How to reduce the Tuple Mover’s disk I/O impact for mergeouts

vertica

I have a cluster with a constant trickle load of new data fed by a stream of large batch COPY statements and also simultaneously support interactive read-queries against the most recently added data, i.e. time series for chart data.

How can I control the Tuple Mover so that it spreads out its work over a longer period of time, to reduce the insane disk I/O it periodically causes which slows down read-query performance to horrible levels. This data is partitioned on a date column, so every 24 hours precisely (GMT) there is a flurry of disk I/O due to partition mini-ROS to ROS consolidation.
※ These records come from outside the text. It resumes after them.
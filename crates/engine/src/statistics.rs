//! Spending statistics derived from a group's transaction history.
//!
//! All figures are derived on demand from the record list; nothing here is
//! persisted. Settlements redistribute money rather than create cost, so
//! they are excluded from every spending total. The one exception is
//! [`member_net_for_month`], which reports a member's personal cash flow and
//! therefore counts settlements paid and received.

use chrono::{Datelike, NaiveDate};
use serde::Serialize;
use uuid::Uuid;

use crate::{Member, RecordKind, TransactionRecord, money::round_cents};

/// Total paid per member, in member input order.
#[derive(Clone, Debug, PartialEq, Serialize)]
pub struct MemberSpending {
    pub member_id: Uuid,
    pub name: String,
    pub amount: f64,
}

/// Spending total for one calendar month (UTC).
#[derive(Clone, Debug, PartialEq, Serialize)]
pub struct MonthlyTotal {
    pub year: i32,
    pub month: u32,
    pub amount: f64,
}

impl MonthlyTotal {
    /// Human label, e.g. `"Mar 2026"`.
    #[must_use]
    pub fn label(&self) -> String {
        NaiveDate::from_ymd_opt(self.year, self.month, 1)
            .map(|d| d.format("%b %Y").to_string())
            .unwrap_or_else(|| format!("{}-{:02}", self.year, self.month))
    }
}

/// Sum of all expense amounts. Settlements excluded.
#[must_use]
pub fn total_spent(records: &[TransactionRecord]) -> f64 {
    records
        .iter()
        .filter(|r| r.is_expense())
        .map(|r| r.amount)
        .sum()
}

/// Expense totals paid by each member, zero for members who paid nothing.
#[must_use]
pub fn spending_by_member(
    members: &[Member],
    records: &[TransactionRecord],
) -> Vec<MemberSpending> {
    members
        .iter()
        .map(|member| MemberSpending {
            member_id: member.id,
            name: member.name.clone(),
            amount: records
                .iter()
                .filter(|r| r.is_expense() && r.payer_id == member.id)
                .map(|r| r.amount)
                .sum(),
        })
        .collect()
}

/// Expense totals per calendar month, covering every month between the
/// earliest and latest expense. Gap months appear with a zero total so
/// charts render a continuous axis. Totals are rounded to two decimals.
#[must_use]
pub fn monthly_totals(records: &[TransactionRecord]) -> Vec<MonthlyTotal> {
    let mut month_indices: Vec<i32> = records
        .iter()
        .filter(|r| r.is_expense())
        .map(|r| month_index(r.created_at.year(), r.created_at.month()))
        .collect();
    month_indices.sort_unstable();

    let (Some(&first), Some(&last)) = (month_indices.first(), month_indices.last()) else {
        return Vec::new();
    };

    (first..=last)
        .map(|index| {
            let (year, month) = from_month_index(index);
            let amount: f64 = records
                .iter()
                .filter(|r| {
                    r.is_expense()
                        && r.created_at.year() == year
                        && r.created_at.month() == month
                })
                .map(|r| r.amount)
                .sum();
            MonthlyTotal {
                year,
                month,
                amount: round_cents(amount),
            }
        })
        .collect()
}

/// Net amount a member personally moved in one calendar month: everything
/// they paid (expenses and settlements) minus settlements they received.
#[must_use]
pub fn member_net_for_month(
    member_id: Uuid,
    records: &[TransactionRecord],
    year: i32,
    month: u32,
) -> f64 {
    records
        .iter()
        .filter(|r| r.created_at.year() == year && r.created_at.month() == month)
        .fold(0.0, |net, record| {
            if record.payer_id == member_id {
                net + record.amount
            } else if record.kind == RecordKind::Settlement
                && record.counterparty_id == Some(member_id)
            {
                net - record.amount
            } else {
                net
            }
        })
}

fn month_index(year: i32, month: u32) -> i32 {
    year * 12 + (month as i32 - 1)
}

fn from_month_index(index: i32) -> (i32, u32) {
    (index.div_euclid(12), (index.rem_euclid(12) + 1) as u32)
}

#[cfg(test)]
mod tests {
    use super::*;
    use chrono::{TimeZone, Utc};

    fn expense_at(amount: f64, year: i32, month: u32) -> TransactionRecord {
        let at = Utc
            .with_ymd_and_hms(year, month, 15, 12, 0, 0)
            .single()
            .unwrap_or_default();
        TransactionRecord::expense(Uuid::new_v4(), amount, String::new(), at)
    }

    #[test]
    fn monthly_totals_fill_gap_months() {
        let records = vec![expense_at(10.0, 2026, 1), expense_at(5.0, 2026, 4)];
        let totals = monthly_totals(&records);

        assert_eq!(totals.len(), 4);
        assert_eq!(totals[0].amount, 10.0);
        assert_eq!(totals[1].amount, 0.0);
        assert_eq!(totals[2].amount, 0.0);
        assert_eq!(totals[3].amount, 5.0);
        assert_eq!(totals[0].label(), "Jan 2026");
    }

    #[test]
    fn monthly_totals_span_year_boundaries() {
        let records = vec![expense_at(1.0, 2025, 12), expense_at(2.0, 2026, 1)];
        let totals = monthly_totals(&records);

        assert_eq!(totals.len(), 2);
        assert_eq!((totals[0].year, totals[0].month), (2025, 12));
        assert_eq!((totals[1].year, totals[1].month), (2026, 1));
    }

    #[test]
    fn no_expenses_means_no_months() {
        assert!(monthly_totals(&[]).is_empty());
    }

    #[test]
    fn member_net_counts_payments_minus_settlements_received() {
        let member = Uuid::new_v4();
        let other = Uuid::new_v4();
        let march = Utc
            .with_ymd_and_hms(2026, 3, 10, 9, 0, 0)
            .single()
            .unwrap_or_default();
        let february = Utc
            .with_ymd_and_hms(2026, 2, 10, 9, 0, 0)
            .single()
            .unwrap_or_default();

        let records = vec![
            TransactionRecord::expense(member, 80.0, String::new(), march),
            TransactionRecord::settlement(member, other, 20.0, String::new(), march),
            TransactionRecord::settlement(other, member, 30.0, String::new(), march),
            // Outside the queried month.
            TransactionRecord::expense(member, 999.0, String::new(), february),
        ];

        let net = member_net_for_month(member, &records, 2026, 3);
        assert!((net - 70.0).abs() < 1e-9);
        assert_eq!(member_net_for_month(member, &records, 2026, 5), 0.0);
    }
}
I've set ActivePartitions to 2, long ago, which helped reduce the problem but it's still a significant slowdown while the mergout is hogging the spindles.
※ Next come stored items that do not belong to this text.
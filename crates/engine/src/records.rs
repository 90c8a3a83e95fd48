//! The module contains the `TransactionRecord` type representing a single
//! monetary event in a group.
//!
//! Both expenses and settlements are represented by the same record type,
//! mirroring how the surrounding document store keeps them in one list.

use std::collections::HashMap;

use chrono::{DateTime, Utc};
use serde::{Deserialize, Serialize};
use uuid::Uuid;

/// How an expense is divided among the group.
#[derive(Clone, Copy, Debug, PartialEq, Eq, Serialize, Deserialize)]
#[serde(rename_all = "snake_case")]
pub enum SplitMode {
    Equal,
    Unequal,
}

/// What a record represents.
#[derive(Clone, Copy, Debug, PartialEq, Eq, Serialize, Deserialize)]
#[serde(rename_all = "snake_case")]
pub enum RecordKind {
    Expense,
    Settlement,
}

/// A single monetary event.
///
/// For `kind = Expense` the optional `split_mode`/`splits` pair describes an
/// unequal division (member id → owed amount). For `kind = Settlement` the
/// `counterparty_id` names the member who *received* the payment and the
/// split fields are not applicable.
///
/// `amount > 0` is a caller-enforced precondition (see `Group`); the balance
/// computation itself treats records as trusted input.
#[derive(Clone, Debug, Serialize, Deserialize)]
pub struct TransactionRecord {
    pub id: Uuid,
    /// The monetary originator: who handed over the money.
    pub payer_id: Uuid,
    pub amount: f64,
    pub note: String,
    pub created_at: DateTime<Utc>,
    pub kind: RecordKind,
    /// Receiver of a settlement payment. `None` for expenses.
    pub counterparty_id: Option<Uuid>,
    pub split_mode: Option<SplitMode>,
    /// Unequal-split map, kept for display and audit.
    pub splits: Option<HashMap<Uuid, f64>>,
    pub category: Option<String>,
}

impl TransactionRecord {
    /// Creates an equal-split expense.
    pub fn expense(payer_id: Uuid, amount: f64, note: String, created_at: DateTime<Utc>) -> Self {
        Self {
            id: Uuid::new_v4(),
            payer_id,
            amount,
            note,
            created_at,
            kind: RecordKind::Expense,
            counterparty_id: None,
            split_mode: None,
            splits: None,
            category: None,
        }
    }

    /// Creates an expense carrying an explicit per-member split map.
    pub fn unequal_expense(
        payer_id: Uuid,
        amount: f64,
        note: String,
        created_at: DateTime<Utc>,
        splits: HashMap<Uuid, f64>,
    ) -> Self {
        Self {
            split_mode: Some(SplitMode::Unequal),
            splits: Some(splits),
            ..Self::expense(payer_id, amount, note, created_at)
        }
    }

    /// Creates a settlement: `payer_id` paid `amount` to `counterparty_id`.
    pub fn settlement(
        payer_id: Uuid,
        counterparty_id: Uuid,
        amount: f64,
        note: String,
        created_at: DateTime<Utc>,
    ) -> Self {
        Self {
            id: Uuid::new_v4(),
            payer_id,
            amount,
            note,
            created_at,
            kind: RecordKind::Settlement,
            counterparty_id: Some(counterparty_id),
            split_mode: None,
            splits: None,
            category: None,
        }
    }

    #[must_use]
    pub fn is_expense(&self) -> bool {
        self.kind == RecordKind::Expense
    }

    #[must_use]
    pub fn is_settlement(&self) -> bool {
        self.kind == RecordKind::Settlement
    }
}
It seems like the resource pool settings ought to help, but I can't find a setting that has an effect. Any suggestions?

Best Answer

What you need to do is make sense of what is your usual load size and set the size of your TM resource pool accordingly. Changing the ActivePartitions to 2 will help you because will stop looking for older partitions to Consolidate.

Answer me this questions :

  • What is the size of your TM pool ?
  • How do you do your Trickle loads ? (they go to WOS or ROS)
  • How many partitions do you have in the table ?
  • How many projections do you have for that table ? (do you use them all)
  • Do you run delete on this data ?(check for replay delete)
  • Your projection have the default sort ? (all columns or specific columns ?)

What is the value of MaxMrgOutROSSizeMB and MoveOutSizePct,PurgeMergeoutPercent.

Better off can you post the definition of your TM ?